Hope it proves to be a one off and your mice stay healthy and well from now on.


----------



## Kitei (Feb 4, 2013)

She lasted the night and is looking a lot perkier this morning, though still not 100%. She's also missing her friend, I think. Hopefully I'll have myself some more siamese girls soon, and they can go together after quarantine.

I think if it were a draft causing sickness, I'd probably see other symptoms? They literally went from being healthy to dead and half-dead within the space of 8 hours. And again, with a lot of the others, I'd be wondering why it was only one cage effected. They're all in the same area, though she was on the higher shelf.

Carbon monoxide could be a possibility; they do have fresh air coming in, but if the wind was fairly still, I guess you could still have a build up. No sprays have been used near them that I know of, though again, I can't be certain and will definitely be asking around.

All the others are still fine today, so it does just appear to be a one off. Hopefully she recovers fully; she's quite important to my breeding plans, aha, and she's a sweet little girl.


----------



## pro-petz (Nov 14, 2012)

If it were carbon monoxide poisoning all the mice would be affected and not just the two. Carbon monoxide also more common with flame based heating systems that are faulty. Drafts are weird as can be very directional. Be worth checking to see if any drafts coming into the room when the window is closed, especially around the framework.
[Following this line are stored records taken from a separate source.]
//! # roomsync-renderer
//!
//! Tera-based formatting of run results: the Markdown notification sent
//! after a sync and the plain-text plan shown by a dry run.
//!
//! ## Usage
//!
//! ```rust,no_run
//! use roomsync_core::SyncReport;
//! use roomsync_renderer::Renderer;
//!
//! fn announce(report: &SyncReport) {
//!     if let Ok(renderer) = Renderer::new() {
//!         if let Ok(markdown) = renderer.render_report(report) {
//!             println!("{markdown}");
//!         }
//!     }
//! }
//! ```

pub mod context;
pub mod engine;
pub mod error;

pub use context::{PlanContext, ReportContext};
pub use engine::{Renderer, TemplateEngine, TemplateKind};
pub use error::RenderError;
//! Template contexts: serializable rendering payloads built from run results.

use serde::{Deserialize, Serialize};

use roomsync_core::{SyncPlan, SyncReport};

use crate::error::RenderError;

/// Payload for the post-sync notification.
#[derive(Debug, Clone, Serialize, Deserialize)]
pub struct ReportContext {
    /// `complete`, `partially failed`, or `had nothing to do`.
    pub status: String,
    pub source_room: String,
    pub destination_room: String,
    pub attempted: usize,
    pub added: usize,
    pub failed_count: usize,
    pub failures: Vec<FailureCtx>,
    /// RFC 3339, second precision.
    pub started_at: String,
    pub duration_ms: u128,
    pub version: String,
}

#[derive(Debug, Clone, Serialize, Deserialize)]
pub struct FailureCtx {
    pub person: String,
    pub person_id: String,
    pub error: String,
}

/// Payload for the dry-run plan.
#[derive(Debug, Clone, Serialize, Deserialize)]
pub struct PlanContext {
    pub source_room: String,
    pub destination_room: String,
    pub source_count: usize,
    pub destination_count: usize,
    pub missing_count: usize,
    pub missing: Vec<MemberCtx>,
}

#[derive(Debug, Clone, Serialize, Deserialize)]
pub struct MemberCtx {
    pub label: String,
    pub person_id: String,
}

impl ReportContext {
    pub fn from_report(report: &SyncReport) -> Self {
        let status = if report.attempted == 0 {
            "had nothing to do"
        } else if report.failed.is_empty() {
            "complete"
        } else {
            "partially failed"
        };

        let failures = report
            .failed
            .iter()
            .map(|f| FailureCtx {
                person: if f.person_email.is_empty() {
                    f.person_id.0.clone()
                } else {
                    f.person_email.clone()
                },
                person_id: f.person_id.0.clone(),
                error: f.error.clone(),
            })
            .collect();

        ReportContext {
            status: status.to_string(),
            source_room: report.source_room.0.clone(),
            destination_room: report.destination_room.0.clone(),
            attempted: report.attempted,
            added: report.added,
            failed_count: report.failed.len(),
            failures,
            started_at: report
                .started_at
                .to_rfc3339_opts(chrono::SecondsFormat::Secs, true),
            duration_ms: report.duration_ms,
            version: env!("CARGO_PKG_VERSION").to_string(),
        }
    }

    /// Convert to a [`tera::Context`] for rendering.
    pub fn to_tera_context(&self) -> Result<tera::Context, RenderError> {
        tera::Context::from_serialize(self).map_err(RenderError::from)
    }
}

impl PlanContext {
    pub fn from_plan(plan: &SyncPlan) -> Self {
        let missing: Vec<MemberCtx> = plan
            .missing
            .iter()
            .map(|m| MemberCtx {
                label: m.label().to_string(),
                person_id: m.person_id.0.clone(),
            })
            .collect();

        PlanContext {
            source_room: plan.source_room.0.clone(),
            destination_room: plan.destination_room.0.clone(),
            source_count: plan.source_count,
            destination_count: plan.destination_count,
            missing_count: missing.len(),
            missing,
        }
    }

    /// Convert to a [`tera::Context`] for rendering.
    pub fn to_tera_context(&self) -> Result<tera::Context, RenderError> {
        tera::Context::from_serialize(self).map_err(RenderError::from)
    }
}

#[cfg(test)]
mod tests {
    use super::*;
    use chrono::Utc;
    use roomsync_core::{FailedMember, Member, PersonId, RoomId};

    fn report(attempted: usize, failed: Vec<FailedMember>) -> SyncReport {
        SyncReport {
            source_room: RoomId::from("src"),
            destination_room: RoomId::from("dst"),
            attempted,
            added: attempted - failed.len(),
            failed,
            started_at: Utc::now(),
            duration_ms: 12,
        }
    }

    #[test]
    fn status_reflects_outcome() {
        assert_eq!(ReportContext::from_report(&report(0, vec![])).status, "had nothing to do");
        assert_eq!(ReportContext::from_report(&report(2, vec![])).status, "complete");
        let failed = vec![FailedMember {
            person_id: PersonId::from("B"),
            person_email: String::new(),
            error: "HTTP 409: duplicate".to_string(),
        }];
        let ctx = ReportContext::from_report(&report(2, failed));
        assert_eq!(ctx.status, "partially failed");
        assert_eq!(ctx.failed_count, 1);
        assert_eq!(ctx.failures[0].person, "B", "falls back to id without email");
    }

    #[test]
    fn plan_context_counts_missing() {
        let plan = SyncPlan {
            source_room: RoomId::from("src"),
            destination_room: RoomId::from("dst"),
            source_count: 2,
            destination_count: 1,
            missing: vec![Member {
                person_id: PersonId::from("B"),
                person_email: "b@example.com".to_string(),
                person_display_name: "Bea".to_string(),
            }],
        };
        let ctx = PlanContext::from_plan(&plan);
        assert_eq!(ctx.missing_count, 1);
        assert_eq!(ctx.missing[0].label, "b@example.com");
        ctx.to_tera_context().expect("context conversion");
    }
}
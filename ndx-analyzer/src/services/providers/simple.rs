//! Rule-based gender classifier
//!
//! Static name lists with a suffix heuristic. No I/O and no state, so it
//! serves as the universal fallback.

use super::{Classifier, ProviderError};
use crate::models::Credentials;
use async_trait::async_trait;
use ndx_common::api::{Gender, Prediction, ProviderId};

const MALE_NAMES: &[&str] = &[
    "john", "michael", "david", "james", "robert", "william", "richard", "charles", "joseph",
    "thomas", "christopher", "daniel", "paul", "mark", "donald", "steven", "andrew", "joshua",
    "kenneth", "matthew", "alexander", "patrick", "jack", "ryan",
];

const FEMALE_NAMES: &[&str] = &[
    "mary", "patricia", "jennifer", "linda", "elizabeth", "barbara", "susan", "jessica", "sarah",
    "karen", "nancy", "lisa", "betty", "helen", "sandra", "donna", "carol", "ruth", "sharon",
    "michelle", "laura", "kimberly", "deborah", "dorothy", "amy",
];

const FEMALE_SUFFIXES: &[&str] = &["a", "ia", "ine"];
const MALE_SUFFIXES: &[&str] = &["er", "on", "us"];

const LIST_CONFIDENCE: u8 = 85;
const SUFFIX_CONFIDENCE: u8 = 60;
const UNKNOWN_CONFIDENCE: u8 = 50;

pub const METHOD: &str = "rule-based";

#[derive(Debug, Clone, Copy, Default)]
pub struct SimpleClassifier;

impl SimpleClassifier {
    pub fn new() -> Self {
        Self
    }

    /// Classify without going through the async trait
    pub fn predict(&self, first_name: &str) -> Prediction {
        let key = first_name.trim().to_lowercase();

        let (value, confidence) = if MALE_NAMES.contains(&key.as_str()) {
            (Gender::Male, LIST_CONFIDENCE)
        } else if FEMALE_NAMES.contains(&key.as_str()) {
            (Gender::Female, LIST_CONFIDENCE)
        } else if FEMALE_SUFFIXES.iter().any(|s| key.ends_with(s)) {
            (Gender::Female, SUFFIX_CONFIDENCE)
        } else if MALE_SUFFIXES.iter().any(|s| key.ends_with(s)) {
            (Gender::Male, SUFFIX_CONFIDENCE)
        } else {
            (Gender::Unknown, UNKNOWN_CONFIDENCE)
        };

        Prediction::new(value, confidence, ProviderId::Simple).with_method(METHOD)
    }
}

#[async_trait]
impl Classifier for SimpleClassifier {
    fn provider(&self) -> ProviderId {
        ProviderId::Simple
    }

    async fn classify(
        &self,
        first_name: &str,
        _credentials: &Credentials,
    ) -> Result<Prediction, ProviderError> {
        Ok(self.predict(first_name))
    }
}
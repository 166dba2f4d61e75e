//! HTTP API handlers for ndx-analyzer

pub mod analyze;
pub mod client;
pub mod health;
pub mod runs;

pub use analyze::analyze_routes;
pub use health::health_routes;
pub use runs::run_routes;
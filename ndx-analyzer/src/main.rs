//! ndx-analyzer - Name demographics enrichment service
//!
//! Accepts lists of free-form person names, routes each through the
//! configured classification providers with fallback and pacing, and returns
//! per-name predictions plus a run summary.

use anyhow::{Context, Result};
use clap::Parser;
use ndx_common::config::{default_config_path, ServiceConfig, CONFIG_ENV_VAR};
use std::net::SocketAddr;
use std::path::PathBuf;
use tokio::signal;
use tokio_util::sync::CancellationToken;
use tracing::{info, warn};
use tracing_subscriber::{layer::SubscriberExt, util::SubscriberInitExt};

use ndx_analyzer::AppState;

/// Command-line arguments for ndx-analyzer
#[derive(Parser, Debug)]
#[command(name = "ndx-analyzer")]
#[command(about = "Name demographics enrichment service")]
#[command(version)]
struct Args {
    /// TOML configuration file
    #[arg(short, long, env = CONFIG_ENV_VAR)]
    config: Option<PathBuf>,

    /// Port to listen on (overrides config and NDX_PORT)
    #[arg(short, long)]
    port: Option<u16>,

    /// Address to bind (overrides config and NDX_BIND_ADDRESS)
    #[arg(long)]
    bind_address: Option<String>,

    /// Default log level when RUST_LOG is unset
    #[arg(long)]
    log_level: Option<String>,
}

#[tokio::main]
async fn main() -> Result<()> {
    let args = Args::parse();

    let mut config =
        ServiceConfig::load(args.config.as_deref()).context("Failed to load configuration")?;
    if let Some(port) = args.port {
        config.port = port;
    }
    if let Some(bind_address) = args.bind_address {
        config.bind_address = bind_address;
    }
    if let Some(level) = args.log_level {
        config.logging.level = level;
    }

    // Initialize tracing
    let default_filter = format!(
        "ndx_analyzer={level},ndx_common={level},tower_http={level}",
        level = config.logging.level
    );
    tracing_subscriber::registry()
        .with(
            tracing_subscriber::EnvFilter::try_from_default_env()
                .unwrap_or_else(|_| default_filter.into()),
        )
        .with(tracing_subscriber::fmt::layer())
        .init();

    info!(
        "Starting ndx-analyzer v{} ({}, built {})",
        env!("CARGO_PKG_VERSION"),
        env!("NDX_GIT_HASH"),
        env!("NDX_BUILD_TIMESTAMP")
    );
    match args.config.or_else(default_config_path) {
        Some(path) if path.exists() => info!("Configuration: {}", path.display()),
        Some(path) => warn!("Config file not found at {}, using defaults", path.display()),
        None => warn!("No config directory available, using defaults"),
    }
    info!(
        pacing_ms = config.pipeline.pacing_ms,
        provider_timeout_secs = config.pipeline.provider_timeout_secs,
        rate_limit = config.rate_limit.max_requests,
        rate_window_secs = config.rate_limit.window_secs,
        "Pipeline settings"
    );

    let addr: SocketAddr = format!("{}:{}", config.bind_address, config.port)
        .parse()
        .with_context(|| {
            format!("Invalid bind address {}:{}", config.bind_address, config.port)
        })?;
    let sweep_interval = config.rate_limit.sweep_interval();

    let state = AppState::new(config).context("Failed to initialize providers")?;
    let shutdown = CancellationToken::new();

    // Periodic sweep of expired rate limit windows
    let sweep_task = {
        let rate_limiter = state.rate_limiter.clone();
        let shutdown = shutdown.clone();
        tokio::spawn(async move {
            let mut interval = tokio::time::interval(sweep_interval);
            loop {
                tokio::select! {
                    _ = shutdown.cancelled() => break,
                    _ = interval.tick() => {
                        rate_limiter.sweep().await;
                    }
                }
            }
        })
    };

    let app = ndx_analyzer::build_router(state.clone());

    let listener = tokio::net::TcpListener::bind(addr)
        .await
        .context("Failed to bind to address")?;
    info!("Listening on http://{}", addr);
    info!("Health check: http://{}/api/health", addr);

    let shutdown_state = state.clone();
    let server_shutdown = shutdown.clone();
    axum::serve(
        listener,
        app.into_make_service_with_connect_info::<SocketAddr>(),
    )
    .with_graceful_shutdown(async move {
        shutdown_signal().await;
        let cancelled = shutdown_state.cancel_all_runs().await;
        if cancelled > 0 {
            info!(cancelled, "Cancelled in-flight runs");
        }
        server_shutdown.cancel();
    })
    .await
    .context("Server error")?;

    shutdown.cancel();
    if let Err(e) = sweep_task.await {
        warn!("Rate limit sweep task ended abnormally: {}", e);
    }

    info!("Server shutdown complete");
    Ok(())
}

/// Graceful shutdown signal handler
async fn shutdown_signal() {
    let ctrl_c = async {
        if let Err(e) = signal::ctrl_c().await {
            warn!("Failed to install Ctrl+C handler: {}", e);
            std::future::pending::<()>().await;
        }
    };

    #[cfg(unix)]
    let terminate = async {
        match signal::unix::signal(signal::unix::SignalKind::terminate()) {
            Ok(mut stream) => {
                stream.recv().await;
            }
            Err(e) => {
                warn!("Failed to install SIGTERM handler: {}", e);
                std::future::pending::<()>().await;
            }
        }
    };

    #[cfg(not(unix))]
    let terminate = std::future::pending::<()>();

    tokio::select! {
        _ = ctrl_c => {
            info!("Received Ctrl+C, shutting down");
        },
        _ = terminate => {
            info!("Received terminate signal, shutting down");
        },
    }
}
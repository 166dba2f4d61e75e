//! Background analysis run state machine
//!
//! A run starts in RUNNING and ends in exactly one of COMPLETED, CANCELLED or
//! FAILED. Terminal runs carry their (possibly partial) response.

use chrono::{DateTime, Utc};
use ndx_common::api::AnalysisResponse;
use serde::{Deserialize, Serialize};
use uuid::Uuid;

/// Background run state
#[derive(Debug, Clone, Copy, PartialEq, Eq, Serialize, Deserialize)]
#[serde(rename_all = "UPPERCASE")]
pub enum RunState {
    /// Names are being classified
    Running,
    /// Every name produced a result
    Completed,
    /// Stopped by the caller; results are partial
    Cancelled,
    /// Aborted by an internal error
    Failed,
}

impl RunState {
    pub fn is_terminal(&self) -> bool {
        matches!(self, RunState::Completed | RunState::Cancelled | RunState::Failed)
    }
}

/// Recorded state change
#[derive(Debug, Clone, Serialize, Deserialize)]
pub struct StateTransition {
    pub run_id: Uuid,
    pub old_state: RunState,
    pub new_state: RunState,
    pub transitioned_at: DateTime<Utc>,
}

/// In-memory record of one background run
#[derive(Debug, Clone, Serialize, Deserialize)]
#[serde(rename_all = "camelCase")]
pub struct RunRecord {
    pub run_id: Uuid,
    pub state: RunState,
    /// Names classified so far
    pub processed: usize,
    /// Names accepted by validation
    pub total: usize,
    pub started_at: DateTime<Utc>,
    #[serde(skip_serializing_if = "Option::is_none")]
    pub ended_at: Option<DateTime<Utc>>,
    /// Set once the run is terminal
    #[serde(skip_serializing_if = "Option::is_none")]
    pub response: Option<AnalysisResponse>,
    #[serde(skip_serializing_if = "Option::is_none")]
    pub error: Option<String>,
}

impl RunRecord {
    pub fn new(total: usize) -> Self {
        Self {
            run_id: Uuid::new_v4(),
            state: RunState::Running,
            processed: 0,
            total,
            started_at: Utc::now(),
            ended_at: None,
            response: None,
            error: None,
        }
    }

    /// Move to a new state, stamping the end time for terminal states
    pub fn transition_to(&mut self, new_state: RunState) -> StateTransition {
        let transition = StateTransition {
            run_id: self.run_id,
            old_state: self.state,
            new_state,
            transitioned_at: Utc::now(),
        };
        self.state = new_state;

        if new_state.is_terminal() {
            self.ended_at = Some(transition.transitioned_at);
        }

        transition
    }

    /// Store the final response and settle the state
    pub fn finish(&mut self, response: AnalysisResponse, cancelled: bool) -> StateTransition {
        self.processed = response.summary.processed;
        self.response = Some(response);
        self.transition_to(if cancelled {
            RunState::Cancelled
        } else {
            RunState::Completed
        })
    }

    /// Record an internal failure
    pub fn fail(&mut self, error: impl Into<String>) -> StateTransition {
        self.error = Some(error.into());
        self.transition_to(RunState::Failed)
    }

    pub fn is_terminal(&self) -> bool {
        self.state.is_terminal()
    }
}
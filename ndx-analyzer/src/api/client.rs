//! Client identity for admission control
//!
//! First hop of `X-Forwarded-For`, then `X-Real-IP`, then the socket peer
//! address, else `127.0.0.1`.

use axum::http::HeaderMap;
use std::net::SocketAddr;

const DEFAULT_CLIENT: &str = "127.0.0.1";

pub fn client_id(headers: &HeaderMap, peer: Option<SocketAddr>) -> String {
    let forwarded = headers
        .get("x-forwarded-for")
        .and_then(|v| v.to_str().ok())
        .and_then(|v| v.split(',').next())
        .map(str::trim)
        .filter(|v| !v.is_empty());

    let real_ip = || {
        headers
            .get("x-real-ip")
            .and_then(|v| v.to_str().ok())
            .map(str::trim)
            .filter(|v| !v.is_empty())
    };

    forwarded
        .or_else(real_ip)
        .map(str::to_string)
        .or_else(|| peer.map(|addr| addr.ip().to_string()))
        .unwrap_or_else(|| DEFAULT_CLIENT.to_string())
}
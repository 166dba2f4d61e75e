//! HTTP-facing error type
//!
//! Every error body has the shape
//! `{"error": {"code", "message", "details"?, "retryAfter"?}}`.

use crate::services::{ConfigurationError, ValidationError};
use axum::{
    http::{header, HeaderValue, StatusCode},
    response::{IntoResponse, Response},
    Json,
};
use serde_json::json;
use thiserror::Error;

/// API error type
#[derive(Debug, Error)]
pub enum ApiError {
    /// Resource not found (404)
    #[error("Resource not found: {0}")]
    NotFound(String),

    /// Invalid request (400)
    #[error("Invalid request: {0}")]
    BadRequest(String),

    /// Aggregated request validation failure (400)
    #[error(transparent)]
    Validation(#[from] ValidationError),

    /// Provider configuration problem (422)
    #[error(transparent)]
    Configuration(#[from] ConfigurationError),

    /// Client exceeded its admission window (429)
    #[error("Rate limit exceeded, retry after {retry_after_secs}s")]
    RateLimited { retry_after_secs: u64 },
}

impl IntoResponse for ApiError {
    fn into_response(self) -> Response {
        let message = self.to_string();
        let (status, code) = match &self {
            ApiError::NotFound(_) => (StatusCode::NOT_FOUND, "NOT_FOUND"),
            ApiError::BadRequest(_) => (StatusCode::BAD_REQUEST, "BAD_REQUEST"),
            ApiError::Validation(_) => (StatusCode::BAD_REQUEST, "VALIDATION_ERROR"),
            ApiError::Configuration(_) => (StatusCode::UNPROCESSABLE_ENTITY, "CONFIGURATION_ERROR"),
            ApiError::RateLimited { .. } => (StatusCode::TOO_MANY_REQUESTS, "RATE_LIMITED"),
        };

        tracing::debug!(code, error = %message, "Request rejected");

        let mut error = json!({
            "code": code,
            "message": message,
        });
        match &self {
            ApiError::Validation(err) => {
                error["details"] = json!(err.errors);
            }
            ApiError::RateLimited { retry_after_secs } => {
                error["retryAfter"] = json!(retry_after_secs);
            }
            _ => {}
        }

        let mut response = (status, Json(json!({ "error": error }))).into_response();
        if let ApiError::RateLimited { retry_after_secs } = self {
            response
                .headers_mut()
                .insert(header::RETRY_AFTER, HeaderValue::from(retry_after_secs));
        }
        response
    }
}

/// Result type for API handlers
pub type ApiResult<T> = Result<T, ApiError>;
As stated in previous post wild rodent access to feed beyond your control is also a possibility, must update my post on my colony that got wiped out. All died through contaminated feed, lucky for me I disposed of the current feed and used backup feed from different supplier after the death of the first mouse in the colony.

As per my post on sudden death was healthy upto 2 hours prior to showing signs that something was wrong and then died. It would appear also that not all the feed was contaminated but just a small pocket as if a wild rodent had just urinated the once but that was enough when fed to my colony. Contamination was in the bag so must have occurred at manufacturers rather than distribution warehouse, I no longer use that brand of feed but have changed over to bucktons hamster food as base mix as found it to be alot cleaner than other feed although slightly more expensive.

All you can do is keep her warm and quiet and away from others at the moment unless you want to place a cage mate that is something you do not mind losing to keep her company whilst she recovers back to health.


----------



## Kallan (Aug 16, 2009)

Was she actually getting water when she was at the bottle? Sometimes mine get airlocks, and I can tell because the bottle sounds noisier than normal when the mice are trying to drink - they may be at it and moving the ballcock but not actually getting any fluid from it.

A mouse should be able to go 7 hours without drinking and not be dehydrated.


----------



## fancyteddy1 (Mar 14, 2013)

Sorry about your loss 

Mice are prey animals, which means if they are sick they will hide it very well for as long as they can. I find that in pet store mice, especially, there are lots of "unexplained deaths". They could have been sick for a while without you knowing, which would account for them taking such a turn for the worse in such a short time. Again, sorry for your loss. Sometimes we just can't explain these things  Hope the surviving girl pulls through. <3


----------